*Task inputs*:
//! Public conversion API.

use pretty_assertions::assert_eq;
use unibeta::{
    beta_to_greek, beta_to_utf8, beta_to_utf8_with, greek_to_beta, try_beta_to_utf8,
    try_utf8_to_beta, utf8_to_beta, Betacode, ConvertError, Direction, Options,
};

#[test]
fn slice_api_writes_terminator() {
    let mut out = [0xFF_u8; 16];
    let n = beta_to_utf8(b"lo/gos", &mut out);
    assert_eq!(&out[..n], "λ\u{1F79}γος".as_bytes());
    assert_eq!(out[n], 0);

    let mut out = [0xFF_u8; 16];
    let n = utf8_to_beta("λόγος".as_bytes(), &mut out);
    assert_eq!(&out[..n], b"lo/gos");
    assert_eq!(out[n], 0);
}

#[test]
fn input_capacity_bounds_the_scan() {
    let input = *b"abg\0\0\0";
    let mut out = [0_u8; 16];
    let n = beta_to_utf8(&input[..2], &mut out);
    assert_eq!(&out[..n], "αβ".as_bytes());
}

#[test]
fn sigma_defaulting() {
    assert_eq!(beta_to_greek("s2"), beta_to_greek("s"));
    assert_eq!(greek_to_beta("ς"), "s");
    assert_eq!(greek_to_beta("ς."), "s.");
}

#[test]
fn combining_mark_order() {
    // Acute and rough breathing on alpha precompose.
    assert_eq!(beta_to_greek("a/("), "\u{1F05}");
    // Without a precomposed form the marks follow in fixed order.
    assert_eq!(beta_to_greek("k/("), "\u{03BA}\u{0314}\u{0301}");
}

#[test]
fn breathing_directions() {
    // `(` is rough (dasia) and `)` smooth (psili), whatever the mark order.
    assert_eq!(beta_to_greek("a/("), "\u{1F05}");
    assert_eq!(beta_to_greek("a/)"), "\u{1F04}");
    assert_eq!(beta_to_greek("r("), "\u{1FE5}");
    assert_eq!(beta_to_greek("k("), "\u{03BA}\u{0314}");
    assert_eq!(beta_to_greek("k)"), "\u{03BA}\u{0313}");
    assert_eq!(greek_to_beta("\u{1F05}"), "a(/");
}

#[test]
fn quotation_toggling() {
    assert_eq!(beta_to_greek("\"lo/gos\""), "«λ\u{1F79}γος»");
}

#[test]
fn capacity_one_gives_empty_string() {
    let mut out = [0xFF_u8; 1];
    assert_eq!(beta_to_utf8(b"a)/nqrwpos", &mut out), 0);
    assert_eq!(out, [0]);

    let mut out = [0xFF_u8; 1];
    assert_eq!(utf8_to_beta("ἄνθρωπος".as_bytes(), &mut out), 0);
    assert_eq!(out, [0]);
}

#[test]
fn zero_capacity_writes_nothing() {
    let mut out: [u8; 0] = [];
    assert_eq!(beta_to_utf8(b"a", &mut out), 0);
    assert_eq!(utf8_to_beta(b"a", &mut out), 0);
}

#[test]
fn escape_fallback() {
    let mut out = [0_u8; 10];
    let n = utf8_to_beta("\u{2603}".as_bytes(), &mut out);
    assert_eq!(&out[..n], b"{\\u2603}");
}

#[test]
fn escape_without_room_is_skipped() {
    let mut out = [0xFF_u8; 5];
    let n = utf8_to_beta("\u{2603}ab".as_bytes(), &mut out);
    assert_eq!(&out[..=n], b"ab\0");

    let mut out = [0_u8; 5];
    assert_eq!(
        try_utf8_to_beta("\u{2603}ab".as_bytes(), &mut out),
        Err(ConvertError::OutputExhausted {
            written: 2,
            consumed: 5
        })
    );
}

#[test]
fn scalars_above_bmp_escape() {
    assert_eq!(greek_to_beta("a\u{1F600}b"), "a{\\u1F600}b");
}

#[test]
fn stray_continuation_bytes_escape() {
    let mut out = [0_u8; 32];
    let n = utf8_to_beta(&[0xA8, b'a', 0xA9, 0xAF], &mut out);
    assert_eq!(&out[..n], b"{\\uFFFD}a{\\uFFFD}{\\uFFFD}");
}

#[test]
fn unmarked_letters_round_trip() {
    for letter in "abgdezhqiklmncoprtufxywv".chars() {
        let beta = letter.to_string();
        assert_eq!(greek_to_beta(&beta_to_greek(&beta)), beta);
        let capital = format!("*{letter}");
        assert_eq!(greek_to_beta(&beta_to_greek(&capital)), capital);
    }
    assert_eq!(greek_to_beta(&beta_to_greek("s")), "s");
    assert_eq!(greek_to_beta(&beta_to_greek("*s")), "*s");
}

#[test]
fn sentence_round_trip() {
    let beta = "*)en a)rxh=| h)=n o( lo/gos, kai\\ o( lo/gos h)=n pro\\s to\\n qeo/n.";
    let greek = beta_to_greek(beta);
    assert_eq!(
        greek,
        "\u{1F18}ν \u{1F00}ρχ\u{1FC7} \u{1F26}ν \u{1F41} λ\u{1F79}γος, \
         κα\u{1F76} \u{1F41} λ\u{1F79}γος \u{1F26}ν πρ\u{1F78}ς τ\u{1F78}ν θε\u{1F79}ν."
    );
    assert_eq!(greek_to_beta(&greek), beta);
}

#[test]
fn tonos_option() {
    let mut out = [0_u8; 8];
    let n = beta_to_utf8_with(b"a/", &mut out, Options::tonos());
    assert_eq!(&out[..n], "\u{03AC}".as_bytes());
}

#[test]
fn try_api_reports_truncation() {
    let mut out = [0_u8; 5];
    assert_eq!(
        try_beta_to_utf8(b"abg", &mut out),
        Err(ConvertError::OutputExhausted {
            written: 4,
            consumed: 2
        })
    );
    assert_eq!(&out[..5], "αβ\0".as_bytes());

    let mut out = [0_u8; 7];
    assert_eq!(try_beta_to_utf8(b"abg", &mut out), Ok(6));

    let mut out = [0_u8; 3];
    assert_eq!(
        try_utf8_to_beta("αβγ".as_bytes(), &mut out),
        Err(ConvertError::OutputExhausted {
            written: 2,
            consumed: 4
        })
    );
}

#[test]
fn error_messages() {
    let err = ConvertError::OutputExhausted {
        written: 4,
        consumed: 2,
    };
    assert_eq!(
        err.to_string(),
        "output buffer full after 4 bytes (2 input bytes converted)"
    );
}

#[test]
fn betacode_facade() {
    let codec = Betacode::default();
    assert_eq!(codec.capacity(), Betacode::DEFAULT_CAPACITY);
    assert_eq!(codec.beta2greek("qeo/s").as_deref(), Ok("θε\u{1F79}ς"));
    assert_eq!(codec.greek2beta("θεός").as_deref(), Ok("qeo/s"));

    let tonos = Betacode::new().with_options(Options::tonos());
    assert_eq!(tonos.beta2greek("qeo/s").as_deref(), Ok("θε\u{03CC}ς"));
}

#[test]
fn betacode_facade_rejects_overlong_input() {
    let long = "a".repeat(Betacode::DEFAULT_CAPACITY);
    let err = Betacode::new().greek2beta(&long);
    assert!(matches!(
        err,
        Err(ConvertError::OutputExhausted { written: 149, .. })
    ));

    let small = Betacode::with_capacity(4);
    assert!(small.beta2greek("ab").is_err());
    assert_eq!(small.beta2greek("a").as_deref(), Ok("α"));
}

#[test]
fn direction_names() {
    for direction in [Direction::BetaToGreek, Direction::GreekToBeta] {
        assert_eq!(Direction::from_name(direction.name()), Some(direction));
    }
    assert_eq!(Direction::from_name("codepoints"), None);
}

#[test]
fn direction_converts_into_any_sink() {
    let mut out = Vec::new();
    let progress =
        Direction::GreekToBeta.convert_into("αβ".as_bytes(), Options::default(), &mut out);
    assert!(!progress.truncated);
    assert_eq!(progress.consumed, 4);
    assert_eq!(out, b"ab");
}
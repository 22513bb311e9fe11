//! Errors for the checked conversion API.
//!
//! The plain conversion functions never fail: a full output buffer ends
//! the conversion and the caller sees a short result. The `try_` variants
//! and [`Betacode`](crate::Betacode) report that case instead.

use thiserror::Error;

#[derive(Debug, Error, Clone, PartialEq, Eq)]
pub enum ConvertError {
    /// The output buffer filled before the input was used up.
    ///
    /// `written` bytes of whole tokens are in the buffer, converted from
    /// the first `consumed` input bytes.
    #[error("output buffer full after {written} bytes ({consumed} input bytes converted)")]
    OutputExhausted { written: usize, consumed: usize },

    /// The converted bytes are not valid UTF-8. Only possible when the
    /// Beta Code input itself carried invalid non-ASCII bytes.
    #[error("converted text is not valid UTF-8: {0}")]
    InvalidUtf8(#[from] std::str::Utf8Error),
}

*Task objective*: In the material above, tally each line where "conversion" appears, and respond with only the tally.

*Output for this exercise*: 4